═════ Working data

//! Inferred category hierarchies.
//!
//! Hierarchies are never stored; they are derived from the current word sets
//! each time they are requested.

use std::collections::{BTreeMap, BTreeSet};

use serde::{Deserialize, Serialize};

use crate::dictionary::category::CategoryId;
use crate::dictionary::store::CategoryStore;

/// An inferred `(child, parent)` relation: the child's word set is a
/// non-empty proper subset of the parent's.
#[derive(Clone, Copy, Debug, PartialEq, Eq, PartialOrd, Ord, Hash, Serialize, Deserialize)]
pub struct Hierarchy {
    /// The included category.
    pub child: CategoryId,
    /// The including category.
    pub parent: CategoryId,
}

impl Hierarchy {
    /// Create a relation.
    pub fn new(child: CategoryId, parent: CategoryId) -> Self {
        Hierarchy { child, parent }
    }
}

/// Compute every hierarchy relation present in the store.
///
/// Checks each ordered pair of distinct categories, so the cost is quadratic
/// in the number of categories.
///
/// # Examples
///
/// ```
/// use liwc_tools::dictionary::{CategoryId, CategoryStore};
/// use liwc_tools::dictionary::hierarchy::{compute_hierarchies, Hierarchy};
///
/// let mut store = CategoryStore::new();
/// store.add_category(CategoryId::new(1), "A", ["x", "y"].iter().map(|s| s.to_string()).collect());
/// store.add_category(CategoryId::new(2), "B", ["x", "y", "z"].iter().map(|s| s.to_string()).collect());
///
/// let hierarchies = compute_hierarchies(&store);
/// assert!(hierarchies.contains(&Hierarchy::new(CategoryId::new(1), CategoryId::new(2))));
/// assert!(!hierarchies.contains(&Hierarchy::new(CategoryId::new(2), CategoryId::new(1))));
/// ```
pub fn compute_hierarchies(store: &CategoryStore) -> BTreeSet<Hierarchy> {
    let mut hierarchies = BTreeSet::new();
    for (child_id, child) in store.iter() {
        if child.is_empty() {
            continue;
        }
        for (parent_id, parent) in store.iter() {
            if child_id == parent_id || child.len() >= parent.len() {
                continue;
            }
            if child.words.is_subset(&parent.words) {
                hierarchies.insert(Hierarchy::new(child_id, parent_id));
            }
        }
    }
    hierarchies
}

/// For every parent in `hierarchies`, the words not explained by any of its children.
///
/// Ids in `hierarchies` that the store does not know are treated as empty
/// categories.
pub fn extra_hierarchical_words(
    store: &CategoryStore,
    hierarchies: &BTreeSet<Hierarchy>,
) -> BTreeMap<CategoryId, BTreeSet<String>> {
    let mut explained: BTreeMap<CategoryId, BTreeSet<&str>> = BTreeMap::new();
    for hierarchy in hierarchies {
        let entry = explained.entry(hierarchy.parent).or_default();
        if let Ok(words) = store.words(hierarchy.child) {
            entry.extend(words.iter().map(String::as_str));
        }
    }

    explained
        .into_iter()
        .map(|(parent, child_words)| {
            let remainder = store
                .words(parent)
                .map(|words| {
                    words
                        .iter()
                        .filter(|w| !child_words.contains(w.as_str()))
                        .cloned()
                        .collect()
                })
                .unwrap_or_default();
            (parent, remainder)
        })
        .collect()
}

#[cfg(test)]
mod tests {
    use super::*;

    fn words(items: &[&str]) -> BTreeSet<String> {
        items.iter().map(|w| w.to_string()).collect()
    }

    fn id(value: u32) -> CategoryId {
        CategoryId::new(value)
    }

    #[test]
    fn test_subset_is_inferred_one_way() {
        let mut store = CategoryStore::new();
        store.add_category(id(1), "A", words(&["x", "y"]));
        store.add_category(id(2), "B", words(&["x", "y", "z"]));

        let hierarchies = compute_hierarchies(&store);
        assert_eq!(hierarchies.len(), 1);
        assert!(hierarchies.contains(&Hierarchy::new(id(1), id(2))));
    }

    #[test]
    fn test_equal_and_empty_sets_are_not_hierarchies() {
        let mut store = CategoryStore::new();
        store.add_category(id(1), "A", words(&["x", "y"]));
        store.add_category(id(2), "B", words(&["x", "y"]));
        store.add_category(id(3), "Empty", BTreeSet::new());

        assert!(compute_hierarchies(&store).is_empty());
    }

    #[test]
    fn test_chains_and_multiple_parents() {
        let mut store = CategoryStore::new();
        store.add_category(id(1), "Posemo", words(&["happy"]));
        store.add_category(id(2), "Affect", words(&["happy", "sad"]));
        store.add_category(id(3), "Psych", words(&["happy", "sad", "think"]));

        let hierarchies = compute_hierarchies(&store);
        let expected: BTreeSet<_> = [
            Hierarchy::new(id(1), id(2)),
            Hierarchy::new(id(1), id(3)),
            Hierarchy::new(id(2), id(3)),
        ]
        .into();
        assert_eq!(hierarchies, expected);
    }

    #[test]
    fn test_extra_hierarchical_words() {
        let mut store = CategoryStore::new();
        store.add_category(id(1), "Posemo", words(&["happy"]));
        store.add_category(id(2), "Negemo", words(&["sad"]));
        store.add_category(id(3), "Affect", words(&["happy", "sad", "mood"]));

        let hierarchies = compute_hierarchies(&store);
        let ehw = extra_hierarchical_words(&store, &hierarchies);

        assert_eq!(ehw.len(), 1);
        assert_eq!(ehw[&id(3)], words(&["mood"]));
    }
}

══════════

_Work required_
Print out every record, character for character.

_Output_
//! Inferred category hierarchies.
//!
//! Hierarchies are never stored; they are derived from the current word sets
//! each time they are requested.

use std::collections::{BTreeMap, BTreeSet};

use serde::{Deserialize, Serialize};

use crate::dictionary::category::CategoryId;
use crate::dictionary::store::CategoryStore;

/// An inferred `(child, parent)` relation: the child's word set is a
/// non-empty proper subset of the parent's.
#[derive(Clone, Copy, Debug, PartialEq, Eq, PartialOrd, Ord, Hash, Serialize, Deserialize)]
pub struct Hierarchy {
    /// The included category.
    pub child: CategoryId,
    /// The including category.
    pub parent: CategoryId,
}

impl Hierarchy {
    /// Create a relation.
    pub fn new(child: CategoryId, parent: CategoryId) -> Self {
        Hierarchy { child, parent }
    }
}

/// Compute every hierarchy relation present in the store.
///
/// Checks each ordered pair of distinct categories, so the cost is quadratic
/// in the number of categories.
///
/// # Examples
///
/// ```
/// use liwc_tools::dictionary::{CategoryId, CategoryStore};
/// use liwc_tools::dictionary::hierarchy::{compute_hierarchies, Hierarchy};
///
/// let mut store = CategoryStore::new();
/// store.add_category(CategoryId::new(1), "A", ["x", "y"].iter().map(|s| s.to_string()).collect());
/// store.add_category(CategoryId::new(2), "B", ["x", "y", "z"].iter().map(|s| s.to_string()).collect());
///
/// let hierarchies = compute_hierarchies(&store);
/// assert!(hierarchies.contains(&Hierarchy::new(CategoryId::new(1), CategoryId::new(2))));
/// assert!(!hierarchies.contains(&Hierarchy::new(CategoryId::new(2), CategoryId::new(1))));
/// ```
pub fn compute_hierarchies(store: &CategoryStore) -> BTreeSet<Hierarchy> {
    let mut hierarchies = BTreeSet::new();
    for (child_id, child) in store.iter() {
        if child.is_empty() {
            continue;
        }
        for (parent_id, parent) in store.iter() {
            if child_id == parent_id || child.len() >= parent.len() {
                continue;
            }
            if child.words.is_subset(&parent.words) {
                hierarchies.insert(Hierarchy::new(child_id, parent_id));
            }
        }
    }
    hierarchies
}

/// For every parent in `hierarchies`, the words not explained by any of its children.
///
/// Ids in `hierarchies` that the store does not know are treated as empty
/// categories.
pub fn extra_hierarchical_words(
    store: &CategoryStore,
    hierarchies: &BTreeSet<Hierarchy>,
) -> BTreeMap<CategoryId, BTreeSet<String>> {
    let mut explained: BTreeMap<CategoryId, BTreeSet<&str>> = BTreeMap::new();
    for hierarchy in hierarchies {
        let entry = explained.entry(hierarchy.parent).or_default();
        if let Ok(words) = store.words(hierarchy.child) {
            entry.extend(words.iter().map(String::as_str));
        }
    }

    explained
        .into_iter()
        .map(|(parent, child_words)| {
            let remainder = store
                .words(parent)
                .map(|words| {
                    words
                        .iter()
                        .filter(|w| !child_words.contains(w.as_str()))
                        .cloned()
                        .collect()
                })
                .unwrap_or_default();
            (parent, remainder)
        })
        .collect()
}

#[cfg(test)]
mod tests {
    use super::*;

    fn words(items: &[&str]) -> BTreeSet<String> {
        items.iter().map(|w| w.to_string()).collect()
    }

    fn id(value: u32) -> CategoryId {
        CategoryId::new(value)
    }

    #[test]
    fn test_subset_is_inferred_one_way() {
        let mut store = CategoryStore::new();
        store.add_category(id(1), "A", words(&["x", "y"]));
        store.add_category(id(2), "B", words(&["x", "y", "z"]));

        let hierarchies = compute_hierarchies(&store);
        assert_eq!(hierarchies.len(), 1);
        assert!(hierarchies.contains(&Hierarchy::new(id(1), id(2))));
    }

    #[test]
    fn test_equal_and_empty_sets_are_not_hierarchies() {
        let mut store = CategoryStore::new();
        store.add_category(id(1), "A", words(&["x", "y"]));
        store.add_category(id(2), "B", words(&["x", "y"]));
        store.add_category(id(3), "Empty", BTreeSet::new());

        assert!(compute_hierarchies(&store).is_empty());
    }

    #[test]
    fn test_chains_and_multiple_parents() {
        let mut store = CategoryStore::new();
        store.add_category(id(1), "Posemo", words(&["happy"]));
        store.add_category(id(2), "Affect", words(&["happy", "sad"]));
        store.add_category(id(3), "Psych", words(&["happy", "sad", "think"]));

        let hierarchies = compute_hierarchies(&store);
        let expected: BTreeSet<_> = [
            Hierarchy::new(id(1), id(2)),
            Hierarchy::new(id(1), id(3)),
            Hierarchy::new(id(2), id(3)),
        ]
        .into();
        assert_eq!(hierarchies, expected);
    }

    #[test]
    fn test_extra_hierarchical_words() {
        let mut store = CategoryStore::new();
        store.add_category(id(1), "Posemo", words(&["happy"]));
        store.add_category(id(2), "Negemo", words(&["sad"]));
        store.add_category(id(3), "Affect", words(&["happy", "sad", "mood"]));

        let hierarchies = compute_hierarchies(&store);
        let ehw = extra_hierarchical_words(&store, &hierarchies);

        assert_eq!(ehw.len(), 1);
        assert_eq!(ehw[&id(3)], words(&["mood"]));
    }
}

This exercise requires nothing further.